**ASSIGNMENT:** Of the lines below, report only those that contain "MissedTickBehavior".

**RECORDS FOR THIS EXERCISE:**
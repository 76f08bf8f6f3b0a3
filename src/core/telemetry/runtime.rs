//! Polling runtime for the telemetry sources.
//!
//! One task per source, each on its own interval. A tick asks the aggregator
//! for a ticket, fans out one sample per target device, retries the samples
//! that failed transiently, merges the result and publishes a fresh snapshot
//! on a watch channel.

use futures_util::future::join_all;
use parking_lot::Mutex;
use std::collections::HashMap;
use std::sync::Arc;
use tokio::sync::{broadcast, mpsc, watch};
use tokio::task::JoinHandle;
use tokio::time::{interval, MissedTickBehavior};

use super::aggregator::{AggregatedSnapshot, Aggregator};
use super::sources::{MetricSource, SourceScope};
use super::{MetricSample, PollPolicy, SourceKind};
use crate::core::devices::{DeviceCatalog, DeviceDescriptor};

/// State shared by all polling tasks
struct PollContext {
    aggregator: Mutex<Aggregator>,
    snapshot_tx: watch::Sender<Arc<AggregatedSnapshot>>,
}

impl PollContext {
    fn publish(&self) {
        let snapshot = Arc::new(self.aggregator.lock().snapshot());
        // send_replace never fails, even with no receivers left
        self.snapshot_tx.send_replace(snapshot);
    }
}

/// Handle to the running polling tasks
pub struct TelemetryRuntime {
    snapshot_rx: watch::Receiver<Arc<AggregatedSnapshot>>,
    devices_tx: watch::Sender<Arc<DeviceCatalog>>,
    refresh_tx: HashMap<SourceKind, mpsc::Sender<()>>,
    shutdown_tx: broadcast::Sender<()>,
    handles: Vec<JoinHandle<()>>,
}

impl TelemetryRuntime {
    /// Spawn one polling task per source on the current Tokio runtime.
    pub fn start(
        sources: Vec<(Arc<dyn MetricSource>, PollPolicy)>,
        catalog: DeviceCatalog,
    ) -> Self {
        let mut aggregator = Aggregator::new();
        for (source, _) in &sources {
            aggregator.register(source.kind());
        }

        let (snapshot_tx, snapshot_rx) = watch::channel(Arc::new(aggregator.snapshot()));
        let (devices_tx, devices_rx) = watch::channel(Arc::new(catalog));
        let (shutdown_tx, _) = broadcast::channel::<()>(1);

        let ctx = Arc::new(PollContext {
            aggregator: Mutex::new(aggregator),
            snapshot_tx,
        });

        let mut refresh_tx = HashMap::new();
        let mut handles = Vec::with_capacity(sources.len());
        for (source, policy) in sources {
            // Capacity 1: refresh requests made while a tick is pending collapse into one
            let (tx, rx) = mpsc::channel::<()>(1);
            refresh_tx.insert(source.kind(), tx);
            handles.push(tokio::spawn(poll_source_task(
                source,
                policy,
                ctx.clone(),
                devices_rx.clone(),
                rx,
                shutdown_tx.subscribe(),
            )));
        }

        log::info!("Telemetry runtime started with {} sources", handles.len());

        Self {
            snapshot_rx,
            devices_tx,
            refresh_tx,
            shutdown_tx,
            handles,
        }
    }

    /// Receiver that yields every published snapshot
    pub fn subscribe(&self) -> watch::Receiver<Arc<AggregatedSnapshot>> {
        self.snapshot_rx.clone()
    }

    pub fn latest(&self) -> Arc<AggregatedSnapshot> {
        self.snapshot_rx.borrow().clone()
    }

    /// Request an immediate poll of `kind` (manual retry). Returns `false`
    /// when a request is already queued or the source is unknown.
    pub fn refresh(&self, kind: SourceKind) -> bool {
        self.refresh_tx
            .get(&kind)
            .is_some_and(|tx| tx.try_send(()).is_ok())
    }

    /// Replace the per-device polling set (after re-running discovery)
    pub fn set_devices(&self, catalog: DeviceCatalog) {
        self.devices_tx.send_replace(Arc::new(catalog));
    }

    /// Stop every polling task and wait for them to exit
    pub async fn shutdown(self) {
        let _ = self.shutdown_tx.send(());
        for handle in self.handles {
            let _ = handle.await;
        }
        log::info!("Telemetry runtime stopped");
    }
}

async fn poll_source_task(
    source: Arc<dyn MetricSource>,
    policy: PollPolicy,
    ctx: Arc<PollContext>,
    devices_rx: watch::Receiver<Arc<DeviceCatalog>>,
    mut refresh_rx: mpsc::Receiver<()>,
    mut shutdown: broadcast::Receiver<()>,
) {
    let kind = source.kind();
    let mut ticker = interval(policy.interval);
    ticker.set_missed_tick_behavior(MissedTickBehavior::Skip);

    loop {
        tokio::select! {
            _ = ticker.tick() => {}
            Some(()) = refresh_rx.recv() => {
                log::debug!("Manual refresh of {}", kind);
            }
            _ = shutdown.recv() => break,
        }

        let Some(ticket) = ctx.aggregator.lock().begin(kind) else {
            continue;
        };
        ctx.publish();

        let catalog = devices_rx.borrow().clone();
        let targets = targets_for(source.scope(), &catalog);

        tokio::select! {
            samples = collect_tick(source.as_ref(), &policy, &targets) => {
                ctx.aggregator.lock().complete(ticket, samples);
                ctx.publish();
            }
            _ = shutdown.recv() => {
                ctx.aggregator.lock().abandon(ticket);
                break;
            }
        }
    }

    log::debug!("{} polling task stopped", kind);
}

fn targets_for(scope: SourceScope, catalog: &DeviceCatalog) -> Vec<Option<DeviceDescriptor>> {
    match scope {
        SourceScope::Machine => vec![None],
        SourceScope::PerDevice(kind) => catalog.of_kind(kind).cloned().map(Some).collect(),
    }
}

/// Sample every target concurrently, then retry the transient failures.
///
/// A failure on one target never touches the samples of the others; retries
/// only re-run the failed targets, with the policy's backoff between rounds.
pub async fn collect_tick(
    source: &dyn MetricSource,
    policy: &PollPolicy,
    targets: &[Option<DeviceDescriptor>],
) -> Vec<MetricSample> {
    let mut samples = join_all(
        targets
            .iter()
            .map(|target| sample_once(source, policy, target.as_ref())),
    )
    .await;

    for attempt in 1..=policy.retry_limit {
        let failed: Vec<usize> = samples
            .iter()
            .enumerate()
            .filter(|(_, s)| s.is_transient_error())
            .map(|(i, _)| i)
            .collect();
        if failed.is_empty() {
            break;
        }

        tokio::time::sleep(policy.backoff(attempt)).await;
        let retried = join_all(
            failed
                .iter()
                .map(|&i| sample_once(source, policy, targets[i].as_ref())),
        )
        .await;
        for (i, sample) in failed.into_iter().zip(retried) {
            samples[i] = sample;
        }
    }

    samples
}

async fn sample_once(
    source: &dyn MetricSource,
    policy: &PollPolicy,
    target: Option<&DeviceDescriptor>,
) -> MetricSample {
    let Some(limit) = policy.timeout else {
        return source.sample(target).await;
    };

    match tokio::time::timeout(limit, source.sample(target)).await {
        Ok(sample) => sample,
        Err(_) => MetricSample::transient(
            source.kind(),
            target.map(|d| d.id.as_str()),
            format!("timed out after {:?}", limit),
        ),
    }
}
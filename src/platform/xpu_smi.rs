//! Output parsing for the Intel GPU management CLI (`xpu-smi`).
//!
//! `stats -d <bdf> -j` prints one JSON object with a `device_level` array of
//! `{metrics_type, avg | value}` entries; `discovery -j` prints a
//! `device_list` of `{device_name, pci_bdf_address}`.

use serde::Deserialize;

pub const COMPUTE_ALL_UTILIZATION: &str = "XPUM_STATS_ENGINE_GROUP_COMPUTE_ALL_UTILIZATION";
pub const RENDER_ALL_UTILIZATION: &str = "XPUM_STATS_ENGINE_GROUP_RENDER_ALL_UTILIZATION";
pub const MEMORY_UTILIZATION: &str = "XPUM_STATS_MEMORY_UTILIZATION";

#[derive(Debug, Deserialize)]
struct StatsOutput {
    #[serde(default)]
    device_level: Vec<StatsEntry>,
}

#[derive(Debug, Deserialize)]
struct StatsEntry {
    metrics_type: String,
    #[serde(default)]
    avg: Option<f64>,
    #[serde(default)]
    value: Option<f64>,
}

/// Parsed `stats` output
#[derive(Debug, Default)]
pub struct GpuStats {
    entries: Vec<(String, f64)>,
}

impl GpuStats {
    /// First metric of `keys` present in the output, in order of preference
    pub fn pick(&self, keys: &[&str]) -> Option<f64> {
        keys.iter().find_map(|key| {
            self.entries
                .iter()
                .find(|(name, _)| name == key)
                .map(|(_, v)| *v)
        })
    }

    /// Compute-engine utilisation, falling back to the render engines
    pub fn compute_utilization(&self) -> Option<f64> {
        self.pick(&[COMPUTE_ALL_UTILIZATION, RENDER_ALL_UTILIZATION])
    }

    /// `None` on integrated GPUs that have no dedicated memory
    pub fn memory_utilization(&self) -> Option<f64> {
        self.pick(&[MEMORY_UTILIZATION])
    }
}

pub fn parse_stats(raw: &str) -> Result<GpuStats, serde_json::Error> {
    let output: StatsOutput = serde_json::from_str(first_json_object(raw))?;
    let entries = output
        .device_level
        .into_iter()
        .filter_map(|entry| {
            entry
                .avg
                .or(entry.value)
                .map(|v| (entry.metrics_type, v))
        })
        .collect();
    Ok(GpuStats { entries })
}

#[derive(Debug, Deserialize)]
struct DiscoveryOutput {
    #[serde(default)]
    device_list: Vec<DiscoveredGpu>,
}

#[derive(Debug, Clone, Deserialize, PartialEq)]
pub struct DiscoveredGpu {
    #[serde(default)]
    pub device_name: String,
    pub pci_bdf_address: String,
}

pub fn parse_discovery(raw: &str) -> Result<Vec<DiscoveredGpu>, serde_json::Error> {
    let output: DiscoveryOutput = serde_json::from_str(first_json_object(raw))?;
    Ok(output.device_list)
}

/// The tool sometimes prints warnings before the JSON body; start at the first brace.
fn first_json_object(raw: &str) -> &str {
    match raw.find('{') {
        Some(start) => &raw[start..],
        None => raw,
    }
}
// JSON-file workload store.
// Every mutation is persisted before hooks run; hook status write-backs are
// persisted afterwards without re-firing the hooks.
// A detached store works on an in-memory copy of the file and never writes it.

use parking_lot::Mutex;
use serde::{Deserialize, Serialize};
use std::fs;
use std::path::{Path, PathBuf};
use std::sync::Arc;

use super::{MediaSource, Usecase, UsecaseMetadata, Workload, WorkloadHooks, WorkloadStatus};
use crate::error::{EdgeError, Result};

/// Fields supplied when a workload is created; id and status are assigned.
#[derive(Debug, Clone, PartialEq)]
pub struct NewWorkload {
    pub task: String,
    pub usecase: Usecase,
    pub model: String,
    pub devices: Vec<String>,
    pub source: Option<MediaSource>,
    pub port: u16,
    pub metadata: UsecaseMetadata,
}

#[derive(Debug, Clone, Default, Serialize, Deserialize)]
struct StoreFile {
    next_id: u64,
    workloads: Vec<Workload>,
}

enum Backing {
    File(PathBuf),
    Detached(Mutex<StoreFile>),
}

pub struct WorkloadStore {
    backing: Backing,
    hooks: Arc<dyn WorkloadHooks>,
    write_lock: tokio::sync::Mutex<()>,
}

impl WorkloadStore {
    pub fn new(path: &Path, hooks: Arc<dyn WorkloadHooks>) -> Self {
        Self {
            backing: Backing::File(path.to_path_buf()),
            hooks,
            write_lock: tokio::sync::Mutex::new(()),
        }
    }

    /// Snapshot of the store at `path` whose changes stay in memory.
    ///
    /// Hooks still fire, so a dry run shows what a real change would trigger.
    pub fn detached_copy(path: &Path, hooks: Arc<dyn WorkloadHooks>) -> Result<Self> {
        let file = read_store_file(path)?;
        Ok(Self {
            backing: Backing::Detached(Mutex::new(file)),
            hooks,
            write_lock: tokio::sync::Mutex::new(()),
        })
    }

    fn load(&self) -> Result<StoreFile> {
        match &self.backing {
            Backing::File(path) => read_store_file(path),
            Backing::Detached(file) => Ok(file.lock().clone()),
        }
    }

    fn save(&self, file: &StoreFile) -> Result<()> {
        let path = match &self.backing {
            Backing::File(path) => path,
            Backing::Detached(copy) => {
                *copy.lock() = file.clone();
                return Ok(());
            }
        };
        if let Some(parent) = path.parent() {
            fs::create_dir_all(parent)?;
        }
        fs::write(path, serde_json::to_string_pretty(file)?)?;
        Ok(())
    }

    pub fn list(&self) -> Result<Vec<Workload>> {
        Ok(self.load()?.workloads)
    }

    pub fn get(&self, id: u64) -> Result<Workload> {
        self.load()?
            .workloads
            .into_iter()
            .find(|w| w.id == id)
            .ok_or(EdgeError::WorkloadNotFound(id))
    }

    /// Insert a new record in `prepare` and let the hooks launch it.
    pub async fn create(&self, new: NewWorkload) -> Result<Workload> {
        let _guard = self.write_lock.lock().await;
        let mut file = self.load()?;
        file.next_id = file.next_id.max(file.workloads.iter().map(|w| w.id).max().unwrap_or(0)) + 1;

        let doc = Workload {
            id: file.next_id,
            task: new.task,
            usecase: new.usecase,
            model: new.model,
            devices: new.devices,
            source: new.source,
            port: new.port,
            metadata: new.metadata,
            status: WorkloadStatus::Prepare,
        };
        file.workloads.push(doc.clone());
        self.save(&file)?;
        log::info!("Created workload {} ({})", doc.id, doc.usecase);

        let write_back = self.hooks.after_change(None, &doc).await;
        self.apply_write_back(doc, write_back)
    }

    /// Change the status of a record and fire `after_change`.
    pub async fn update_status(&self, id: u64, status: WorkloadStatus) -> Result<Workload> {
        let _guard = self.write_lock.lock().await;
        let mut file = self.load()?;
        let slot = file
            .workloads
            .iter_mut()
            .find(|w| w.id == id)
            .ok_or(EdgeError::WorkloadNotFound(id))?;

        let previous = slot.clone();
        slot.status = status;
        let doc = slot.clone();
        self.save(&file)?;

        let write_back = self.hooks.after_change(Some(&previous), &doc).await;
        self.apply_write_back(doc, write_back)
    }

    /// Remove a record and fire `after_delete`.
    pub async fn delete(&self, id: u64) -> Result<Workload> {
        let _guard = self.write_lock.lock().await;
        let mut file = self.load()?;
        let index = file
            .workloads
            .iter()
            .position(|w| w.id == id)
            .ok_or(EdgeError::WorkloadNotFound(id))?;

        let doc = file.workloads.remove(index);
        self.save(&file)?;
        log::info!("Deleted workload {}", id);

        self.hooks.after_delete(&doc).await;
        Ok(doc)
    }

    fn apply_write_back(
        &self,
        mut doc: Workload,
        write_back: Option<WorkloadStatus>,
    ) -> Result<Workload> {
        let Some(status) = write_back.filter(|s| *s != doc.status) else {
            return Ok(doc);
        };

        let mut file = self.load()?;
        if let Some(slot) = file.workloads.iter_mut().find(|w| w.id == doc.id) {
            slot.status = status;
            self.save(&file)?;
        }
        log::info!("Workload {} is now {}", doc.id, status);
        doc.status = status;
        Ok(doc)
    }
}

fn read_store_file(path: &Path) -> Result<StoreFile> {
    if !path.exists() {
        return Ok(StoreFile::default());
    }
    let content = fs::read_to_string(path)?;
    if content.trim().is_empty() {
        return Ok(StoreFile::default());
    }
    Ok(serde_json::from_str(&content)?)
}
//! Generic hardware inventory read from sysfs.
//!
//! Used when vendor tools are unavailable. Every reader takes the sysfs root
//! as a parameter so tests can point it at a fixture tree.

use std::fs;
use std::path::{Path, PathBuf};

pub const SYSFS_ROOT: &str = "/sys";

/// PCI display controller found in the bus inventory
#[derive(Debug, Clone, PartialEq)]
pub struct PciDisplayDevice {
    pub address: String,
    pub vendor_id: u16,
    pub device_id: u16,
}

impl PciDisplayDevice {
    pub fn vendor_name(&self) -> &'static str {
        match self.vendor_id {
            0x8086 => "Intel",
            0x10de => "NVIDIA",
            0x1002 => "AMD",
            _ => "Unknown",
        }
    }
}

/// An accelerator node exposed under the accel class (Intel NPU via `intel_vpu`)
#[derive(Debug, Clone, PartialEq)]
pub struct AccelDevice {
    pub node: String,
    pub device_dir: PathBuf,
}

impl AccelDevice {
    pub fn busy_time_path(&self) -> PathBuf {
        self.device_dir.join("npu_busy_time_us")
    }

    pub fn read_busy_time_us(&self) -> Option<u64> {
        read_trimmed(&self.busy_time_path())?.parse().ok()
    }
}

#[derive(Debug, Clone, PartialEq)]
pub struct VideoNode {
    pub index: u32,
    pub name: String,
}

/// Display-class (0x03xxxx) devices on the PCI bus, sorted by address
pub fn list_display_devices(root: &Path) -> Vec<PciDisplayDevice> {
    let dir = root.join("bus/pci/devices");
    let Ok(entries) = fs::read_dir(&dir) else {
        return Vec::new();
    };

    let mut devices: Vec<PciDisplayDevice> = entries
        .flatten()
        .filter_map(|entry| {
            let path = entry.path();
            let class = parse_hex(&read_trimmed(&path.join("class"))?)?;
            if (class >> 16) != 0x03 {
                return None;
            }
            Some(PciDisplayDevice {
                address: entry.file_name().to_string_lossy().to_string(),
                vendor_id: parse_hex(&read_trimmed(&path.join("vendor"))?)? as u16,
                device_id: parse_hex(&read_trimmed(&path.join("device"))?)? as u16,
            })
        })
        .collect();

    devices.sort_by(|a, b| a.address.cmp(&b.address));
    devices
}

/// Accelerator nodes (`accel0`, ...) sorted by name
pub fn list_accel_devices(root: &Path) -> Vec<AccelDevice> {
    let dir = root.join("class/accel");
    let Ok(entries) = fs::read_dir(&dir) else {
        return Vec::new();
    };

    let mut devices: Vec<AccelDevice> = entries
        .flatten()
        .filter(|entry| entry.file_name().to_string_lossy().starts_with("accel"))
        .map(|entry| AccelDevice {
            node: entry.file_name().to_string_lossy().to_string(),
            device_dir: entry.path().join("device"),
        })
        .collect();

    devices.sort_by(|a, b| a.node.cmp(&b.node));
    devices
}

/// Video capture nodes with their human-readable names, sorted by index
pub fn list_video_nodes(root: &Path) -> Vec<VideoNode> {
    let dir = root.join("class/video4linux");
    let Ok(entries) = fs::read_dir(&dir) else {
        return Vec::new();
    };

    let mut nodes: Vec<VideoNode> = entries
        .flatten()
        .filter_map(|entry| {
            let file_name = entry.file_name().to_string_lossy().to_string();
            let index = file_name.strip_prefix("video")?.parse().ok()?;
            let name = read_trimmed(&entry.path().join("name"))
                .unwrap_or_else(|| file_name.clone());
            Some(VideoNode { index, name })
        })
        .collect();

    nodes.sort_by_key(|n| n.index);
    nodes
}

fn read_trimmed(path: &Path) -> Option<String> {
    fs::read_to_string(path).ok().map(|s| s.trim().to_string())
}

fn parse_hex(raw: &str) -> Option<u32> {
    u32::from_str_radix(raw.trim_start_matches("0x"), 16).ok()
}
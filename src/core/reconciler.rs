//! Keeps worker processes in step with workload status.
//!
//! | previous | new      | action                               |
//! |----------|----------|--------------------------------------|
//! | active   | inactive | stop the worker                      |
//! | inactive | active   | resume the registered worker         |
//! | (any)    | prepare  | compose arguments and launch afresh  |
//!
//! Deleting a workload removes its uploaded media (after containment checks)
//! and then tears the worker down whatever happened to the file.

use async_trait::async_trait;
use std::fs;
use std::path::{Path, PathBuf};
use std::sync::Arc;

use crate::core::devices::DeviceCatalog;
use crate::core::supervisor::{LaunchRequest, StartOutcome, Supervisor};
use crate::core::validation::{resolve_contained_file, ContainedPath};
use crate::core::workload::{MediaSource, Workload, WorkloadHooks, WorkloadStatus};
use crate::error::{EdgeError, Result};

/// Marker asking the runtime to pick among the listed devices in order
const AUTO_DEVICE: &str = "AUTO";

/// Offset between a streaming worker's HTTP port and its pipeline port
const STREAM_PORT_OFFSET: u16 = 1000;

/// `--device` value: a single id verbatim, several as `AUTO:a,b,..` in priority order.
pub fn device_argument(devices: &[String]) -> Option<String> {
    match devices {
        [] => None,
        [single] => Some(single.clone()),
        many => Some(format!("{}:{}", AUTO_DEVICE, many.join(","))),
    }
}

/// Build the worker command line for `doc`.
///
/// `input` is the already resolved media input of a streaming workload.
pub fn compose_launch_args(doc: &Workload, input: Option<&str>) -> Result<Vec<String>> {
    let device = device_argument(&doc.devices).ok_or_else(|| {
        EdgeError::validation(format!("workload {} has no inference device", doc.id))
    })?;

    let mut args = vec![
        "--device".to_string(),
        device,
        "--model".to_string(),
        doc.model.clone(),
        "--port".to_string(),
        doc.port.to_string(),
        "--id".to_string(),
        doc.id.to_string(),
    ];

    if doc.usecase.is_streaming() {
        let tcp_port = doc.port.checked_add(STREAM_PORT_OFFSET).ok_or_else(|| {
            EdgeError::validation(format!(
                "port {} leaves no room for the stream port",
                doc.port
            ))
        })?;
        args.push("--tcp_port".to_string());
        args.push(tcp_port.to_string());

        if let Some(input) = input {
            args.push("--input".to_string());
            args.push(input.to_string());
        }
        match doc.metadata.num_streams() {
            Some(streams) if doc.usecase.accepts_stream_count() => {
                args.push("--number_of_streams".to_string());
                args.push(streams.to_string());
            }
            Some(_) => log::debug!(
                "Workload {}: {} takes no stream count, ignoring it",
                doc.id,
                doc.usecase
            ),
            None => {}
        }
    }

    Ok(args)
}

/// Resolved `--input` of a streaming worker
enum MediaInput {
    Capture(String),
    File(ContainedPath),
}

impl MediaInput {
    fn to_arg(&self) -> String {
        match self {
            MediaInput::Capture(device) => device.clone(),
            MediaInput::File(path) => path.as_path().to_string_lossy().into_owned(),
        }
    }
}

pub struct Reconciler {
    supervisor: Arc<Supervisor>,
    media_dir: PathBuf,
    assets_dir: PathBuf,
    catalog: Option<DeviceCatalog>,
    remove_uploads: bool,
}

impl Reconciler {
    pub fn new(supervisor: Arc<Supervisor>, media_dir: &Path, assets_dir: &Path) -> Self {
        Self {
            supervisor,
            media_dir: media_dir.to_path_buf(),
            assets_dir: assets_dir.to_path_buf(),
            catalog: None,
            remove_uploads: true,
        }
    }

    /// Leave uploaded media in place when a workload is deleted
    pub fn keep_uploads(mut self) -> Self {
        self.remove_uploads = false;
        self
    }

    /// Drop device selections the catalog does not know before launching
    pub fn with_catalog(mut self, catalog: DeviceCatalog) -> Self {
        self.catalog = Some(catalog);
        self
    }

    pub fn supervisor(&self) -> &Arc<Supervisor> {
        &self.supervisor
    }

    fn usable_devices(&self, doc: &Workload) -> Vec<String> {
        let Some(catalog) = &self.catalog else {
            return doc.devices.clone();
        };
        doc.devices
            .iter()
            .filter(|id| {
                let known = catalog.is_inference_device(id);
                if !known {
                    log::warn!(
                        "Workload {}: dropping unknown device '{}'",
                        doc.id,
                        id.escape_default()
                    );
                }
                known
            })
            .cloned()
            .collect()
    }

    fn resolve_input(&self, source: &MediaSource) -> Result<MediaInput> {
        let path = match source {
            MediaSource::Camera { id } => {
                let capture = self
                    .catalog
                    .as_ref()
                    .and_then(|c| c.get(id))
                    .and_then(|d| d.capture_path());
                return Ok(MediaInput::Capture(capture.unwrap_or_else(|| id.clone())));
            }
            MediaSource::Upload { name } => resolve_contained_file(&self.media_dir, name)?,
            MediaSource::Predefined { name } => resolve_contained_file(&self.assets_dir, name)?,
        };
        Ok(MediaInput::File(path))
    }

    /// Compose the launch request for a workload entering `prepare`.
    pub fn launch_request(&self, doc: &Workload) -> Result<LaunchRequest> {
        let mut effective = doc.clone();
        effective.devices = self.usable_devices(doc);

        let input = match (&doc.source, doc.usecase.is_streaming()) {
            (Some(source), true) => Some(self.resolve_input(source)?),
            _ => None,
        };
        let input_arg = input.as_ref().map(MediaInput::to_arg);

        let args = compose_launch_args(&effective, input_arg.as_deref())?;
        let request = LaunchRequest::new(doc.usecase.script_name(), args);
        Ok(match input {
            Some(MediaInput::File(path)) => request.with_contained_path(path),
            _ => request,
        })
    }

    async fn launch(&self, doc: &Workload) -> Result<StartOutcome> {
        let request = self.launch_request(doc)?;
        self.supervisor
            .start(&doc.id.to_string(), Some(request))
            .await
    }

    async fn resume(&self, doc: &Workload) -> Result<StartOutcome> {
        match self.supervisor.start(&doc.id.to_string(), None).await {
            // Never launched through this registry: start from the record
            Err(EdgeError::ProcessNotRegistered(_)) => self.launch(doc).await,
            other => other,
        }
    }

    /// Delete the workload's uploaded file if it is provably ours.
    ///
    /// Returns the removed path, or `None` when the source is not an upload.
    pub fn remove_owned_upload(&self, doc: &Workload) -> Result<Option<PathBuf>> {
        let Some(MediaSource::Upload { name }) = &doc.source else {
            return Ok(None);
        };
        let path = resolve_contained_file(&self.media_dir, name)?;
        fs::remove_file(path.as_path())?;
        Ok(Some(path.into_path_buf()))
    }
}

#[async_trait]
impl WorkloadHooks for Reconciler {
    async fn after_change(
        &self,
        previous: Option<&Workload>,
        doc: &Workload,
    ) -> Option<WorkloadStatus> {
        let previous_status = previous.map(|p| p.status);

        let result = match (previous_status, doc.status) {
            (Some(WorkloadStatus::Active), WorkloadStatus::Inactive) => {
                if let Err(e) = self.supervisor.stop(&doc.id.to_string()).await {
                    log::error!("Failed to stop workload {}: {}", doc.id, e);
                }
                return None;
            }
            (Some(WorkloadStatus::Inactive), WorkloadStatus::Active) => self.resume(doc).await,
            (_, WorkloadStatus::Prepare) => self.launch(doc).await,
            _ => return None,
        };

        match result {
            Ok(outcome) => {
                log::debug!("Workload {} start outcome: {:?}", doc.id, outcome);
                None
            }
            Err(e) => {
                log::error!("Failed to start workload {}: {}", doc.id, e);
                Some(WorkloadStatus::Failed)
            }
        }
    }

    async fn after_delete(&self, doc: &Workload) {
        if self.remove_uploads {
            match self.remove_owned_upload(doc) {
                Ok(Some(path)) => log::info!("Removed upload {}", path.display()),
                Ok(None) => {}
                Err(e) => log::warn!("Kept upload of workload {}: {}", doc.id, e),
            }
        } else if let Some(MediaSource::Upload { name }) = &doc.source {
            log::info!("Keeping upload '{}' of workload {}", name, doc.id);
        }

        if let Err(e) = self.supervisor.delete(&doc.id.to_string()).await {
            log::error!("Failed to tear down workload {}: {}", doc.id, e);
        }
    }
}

**TASK SOLUTION:**
use tokio::time::{interval, MissedTickBehavior};
    ticker.set_missed_tick_behavior(MissedTickBehavior::Skip);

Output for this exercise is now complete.